Low carbohydrate levels are a common starting point, related closely to the nutritional objectives shared in human and feline diabetic diets. Rationale now supports consistency in carbohydrate feeding and suggests rice should be avoided in preference for more complex sources such as barley and sorghum.1
Fat restriction makes sense given the derailment of lipid metabolism with insulin deficiency. We should keep in mind the recommendation to bring fat level below 20% on a metabolisable energy basis in chronic pancreatitis cases.7
What is most key is digestibility and Lottie’s responsiveness to different levels of fat. Simply providing her with a higher quality diet with a lesser total fat intake than her previous diet is likely to be of benefit.
Current thinking is that bringing fat levels below 30% metabolisable energy will lead to improved lipid profiles.1 Monitor weight in your patients, however, particularly if they’re in poor body condition.
All considered and, in Lottie’s case, we can be thankful that diabetic diets are usually low-to-moderate in fat, provide carbohydrate levels and composition which aims to moderate insulin requirements and as a result, derive much of their energy content from protein sources.

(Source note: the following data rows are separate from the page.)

//! OAuth credential value threaded through every provider call.

use chrono::{DateTime, Duration, Utc};
use secrecy::SecretString;

/// Tokens that expire within this window are treated as already expired.
const EXPIRY_SKEW_SECS: i64 = 60;

/// Upper bound on a lifetime reported by the token endpoint.
const MAX_LIFETIME_SECS: i64 = 10 * 365 * 24 * 3600;

/// Access/refresh token pair plus the access token's expiry.
///
/// A credential is a plain value: it is never cached by the core and each
/// request builds or restores its own.
#[derive(Debug, Clone)]
pub struct Credential {
    access_token: SecretString,
    refresh_token: Option<SecretString>,
    expires_at: DateTime<Utc>,
}

impl Credential {
    pub fn new(
        access_token: SecretString,
        refresh_token: Option<SecretString>,
        expires_at: DateTime<Utc>,
    ) -> Self {
        Self {
            access_token,
            refresh_token,
            expires_at,
        }
    }

    /// Build a credential that expires `expires_in_secs` from now.
    pub fn issued_now(
        access_token: SecretString,
        refresh_token: Option<SecretString>,
        expires_in_secs: u64,
    ) -> Self {
        let lifetime = i64::try_from(expires_in_secs)
            .unwrap_or(MAX_LIFETIME_SECS)
            .min(MAX_LIFETIME_SECS);
        let expires_at = Utc::now() + Duration::seconds(lifetime);
        Self::new(access_token, refresh_token, expires_at)
    }

    pub fn access_token(&self) -> &SecretString {
        &self.access_token
    }

    /// The long-lived token the caller must keep to resume later.
    pub fn refresh_token(&self) -> Option<&SecretString> {
        self.refresh_token.as_ref()
    }

    pub fn expires_at(&self) -> DateTime<Utc> {
        self.expires_at
    }

    pub fn is_expired(&self) -> bool {
        self.is_expired_at(Utc::now())
    }

    pub fn is_expired_at(&self, now: DateTime<Utc>) -> bool {
        now + Duration::seconds(EXPIRY_SKEW_SECS) >= self.expires_at
    }
}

These diet features mean that with conscientious feeding alongside medical stabilisation (did anyone say neutering?), Lottie’s future looks brighter than it did before she entered the clinic that fateful Saturday.
I’d reach for a diabetic diet first in Lottie’s case, allowing us to address glucose homoeostasis alongside the predisposition to fat sensitivity.

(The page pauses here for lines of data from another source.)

//! Provider boundary: the four mailbox calls the gateway needs, and the
//! Gmail REST v1 implementation of them.

use async_trait::async_trait;
use reqwest::{StatusCode, Url};
use secrecy::ExposeSecret;
use serde::de::DeserializeOwned;
use serde::{Deserialize, Serialize};
use tracing::debug;

use super::GmailConfig;
use super::types::{MessageHeader, MessageRef, OutboundMessage, ProviderMessage, ProviderThread};
use crate::auth::Credential;
use crate::error::{ConfigError, ProviderError};

/// Upstream mailbox operations. Implementations must not refresh tokens:
/// the credential handed in is already live.
#[async_trait]
pub trait MailboxApi: Send + Sync {
    /// List message ids matching `query`, at most `max_results`.
    async fn list_messages(
        &self,
        credential: &Credential,
        query: Option<&str>,
        max_results: u32,
    ) -> Result<Vec<MessageRef>, ProviderError>;

    /// Fetch one message's metadata (snippet, thread id, headers).
    async fn get_message(
        &self,
        credential: &Credential,
        message_id: &str,
    ) -> Result<ProviderMessage, ProviderError>;

    /// Fetch a thread with all of its messages.
    async fn get_thread(
        &self,
        credential: &Credential,
        thread_id: &str,
    ) -> Result<ProviderThread, ProviderError>;

    /// Submit an encoded message; returns the provider's id for it.
    async fn send_message(
        &self,
        credential: &Credential,
        message: &OutboundMessage,
    ) -> Result<String, ProviderError>;
}

// ── Gmail wire types ────────────────────────────────────────────────

#[derive(Debug, Deserialize)]
#[serde(rename_all = "camelCase")]
struct ListResponse {
    messages: Option<Vec<GmailMessageRef>>,
}

#[derive(Debug, Deserialize)]
#[serde(rename_all = "camelCase")]
struct GmailMessageRef {
    id: String,
    thread_id: Option<String>,
}

#[derive(Debug, Deserialize)]
#[serde(rename_all = "camelCase")]
struct GmailMessage {
    id: String,
    thread_id: String,
    snippet: Option<String>,
    payload: Option<GmailPayload>,
}

#[derive(Debug, Deserialize)]
struct GmailPayload {
    headers: Option<Vec<GmailHeader>>,
}

#[derive(Debug, Deserialize)]
struct GmailHeader {
    name: String,
    value: String,
}

#[derive(Debug, Deserialize)]
struct GmailThread {
    id: String,
    messages: Option<Vec<GmailMessage>>,
}

#[derive(Debug, Serialize)]
#[serde(rename_all = "camelCase")]
struct SendBody<'a> {
    raw: &'a str,
    thread_id: &'a str,
}

#[derive(Debug, Deserialize)]
struct SendResponse {
    id: String,
}

impl From<GmailMessage> for ProviderMessage {
    fn from(msg: GmailMessage) -> Self {
        let headers = msg
            .payload
            .and_then(|p| p.headers)
            .unwrap_or_default()
            .into_iter()
            .map(|h| MessageHeader::new(h.name, h.value))
            .collect();
        Self {
            id: msg.id,
            thread_id: msg.thread_id,
            snippet: msg.snippet.unwrap_or_default(),
            headers,
        }
    }
}

// ── Gmail client ────────────────────────────────────────────────────

/// Gmail ids are URL-safe tokens; anything else is not ours to request.
pub(crate) fn is_plain_id(id: &str) -> bool {
    !id.is_empty()
        && id
            .bytes()
            .all(|b| b.is_ascii_alphanumeric() || b == b'-' || b == b'_')
}

fn checked_id<'a>(kind: &str, id: &'a str) -> Result<&'a str, ProviderError> {
    if is_plain_id(id) {
        Ok(id)
    } else {
        Err(ProviderError::InvalidResponse {
            endpoint: kind.to_string(),
            reason: format!("refusing malformed id {id:?}"),
        })
    }
}

/// Gmail REST v1 client rooted at `users/me`.
pub struct GmailApi {
    http: reqwest::Client,
    api_base: Url,
}

impl GmailApi {
    pub fn new(config: &GmailConfig, http: reqwest::Client) -> Result<Self, ConfigError> {
        let invalid = |message: String| ConfigError::InvalidValue {
            key: "GMAIL_API_BASE".into(),
            message,
        };
        let api_base = Url::parse(&config.api_base).map_err(|e| invalid(e.to_string()))?;
        if api_base.cannot_be_a_base() {
            return Err(invalid("not a base URL".into()));
        }
        Ok(Self { http, api_base })
    }

    /// Append `segments` to the base path. Each segment is percent-encoded,
    /// so ids cannot add path levels, a query or a fragment.
    fn endpoint(&self, segments: &[&str]) -> Url {
        let mut url = self.api_base.clone();
        if let Ok(mut path) = url.path_segments_mut() {
            path.pop_if_empty().extend(segments);
        }
        url
    }

    async fn read_json<T: DeserializeOwned>(
        endpoint: &str,
        response: reqwest::Response,
    ) -> Result<T, ProviderError> {
        let status = response.status();
        if status == StatusCode::UNAUTHORIZED {
            let body = response.text().await.unwrap_or_default();
            return Err(ProviderError::Unauthorized(body));
        }
        if !status.is_success() {
            let body = response.text().await.unwrap_or_default();
            return Err(ProviderError::Status {
                endpoint: endpoint.to_string(),
                status: status.as_u16(),
                body,
            });
        }
        response
            .json::<T>()
            .await
            .map_err(|e| ProviderError::from_reqwest(endpoint, e))
    }

    async fn get_json<T: DeserializeOwned>(
        &self,
        credential: &Credential,
        url: Url,
        query: &[(&str, &str)],
    ) -> Result<T, ProviderError> {
        let endpoint = url.to_string();
        let response = self
            .http
            .get(url)
            .bearer_auth(credential.access_token().expose_secret())
            .query(query)
            .send()
            .await
            .map_err(|e| ProviderError::from_reqwest(&endpoint, e))?;
        Self::read_json(&endpoint, response).await
    }
}

#[async_trait]
impl MailboxApi for GmailApi {
    async fn list_messages(
        &self,
        credential: &Credential,
        query: Option<&str>,
        max_results: u32,
    ) -> Result<Vec<MessageRef>, ProviderError> {
        let max = max_results.to_string();
        let mut params = vec![("maxResults", max.as_str())];
        if let Some(q) = query {
            params.push(("q", q));
        }

        let listing: ListResponse = self.get_json(credential, self.endpoint(&["messages"]), &params).await?;
        let refs: Vec<MessageRef> = listing
            .messages
            .unwrap_or_default()
            .into_iter()
            .map(|m| MessageRef {
                id: m.id,
                thread_id: m.thread_id,
            })
            .collect();
        debug!(count = refs.len(), query = ?query, "Listed messages");
        Ok(refs)
    }

    async fn get_message(
        &self,
        credential: &Credential,
        message_id: &str,
    ) -> Result<ProviderMessage, ProviderError> {
        let url = self.endpoint(&["messages", checked_id("messages", message_id)?]);
        let message: GmailMessage = self
            .get_json(credential, url, &[("format", "metadata")])
            .await?;
        Ok(message.into())
    }

    async fn get_thread(
        &self,
        credential: &Credential,
        thread_id: &str,
    ) -> Result<ProviderThread, ProviderError> {
        let url = self.endpoint(&["threads", checked_id("threads", thread_id)?]);
        let thread: GmailThread = self
            .get_json(credential, url, &[("format", "metadata")])
            .await?;
        Ok(ProviderThread {
            id: thread.id,
            messages: thread
                .messages
                .unwrap_or_default()
                .into_iter()
                .map(ProviderMessage::from)
                .collect(),
        })
    }

    async fn send_message(
        &self,
        credential: &Credential,
        message: &OutboundMessage,
    ) -> Result<String, ProviderError> {
        let url = self.endpoint(&["messages", "send"]);
        let endpoint = url.to_string();
        let response = self
            .http
            .post(url)
            .bearer_auth(credential.access_token().expose_secret())
            .json(&SendBody {
                raw: &message.raw,
                thread_id: &message.thread_id,
            })
            .send()
            .await
            .map_err(|e| ProviderError::from_reqwest(&endpoint, e))?;
        let sent: SendResponse = Self::read_json(&endpoint, response).await?;
        Ok(sent.id)
    }
}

If her gastrointestinal tract fails to respond with well-formed motions, we always have the option of GI low fat ahead of us.
References and additional reading
- Fleeman, L. and Rand, J. (2006) Diabetes mellitus: nutritional strategies. In: Pibot, P., Biourge, V. and Elliott, D. eds. Encyclopedia of Canine Clinical Nutrition, Paris: Aniwa, pp192-221.
- Hand, M., Thatcher, C., Remillard, R. and Roudebush, P. (eds) (2000) Small Animal Clinical Nutrition, Kansas: Mark Morris Institute.
- Grandjean, D. (2006) Everything you need to know about the role played by nutrients in the health of dogs and cats. Aimargues: Royal Canin.
- Scheneck, P. (2006) Canine hyperlipidaemia: causes and nutritional management. In: Pibot, P., Biourge, V. and Elliott, D. eds. Encyclopedia of Canine Clinical Nutrition, Paris: Aniwa, pp222-250.
- Simpson, K. (2006) The role of nutrition in the pathogenesis and the management of exocrine pancreatic disorders. In: Pibot, P., Biourge, V. and Elliott, D. eds. Encyclopedia of Canine Clinical Nutrition, Paris: Aniwa, pp162- 191.
- Watson, D. (2005) How I approach polydipsia and polyuria. Veterinary Focus 15 (3): 27-31.
- Wiberg, M. E., Nurmi, A. and Westermarck, E. (1999) Serum trypsinlike immunoreactivity measurement for the diagnosis of subclinical exocrine pancreatic insufficiency. J Vet Intern Med 13: 426-432.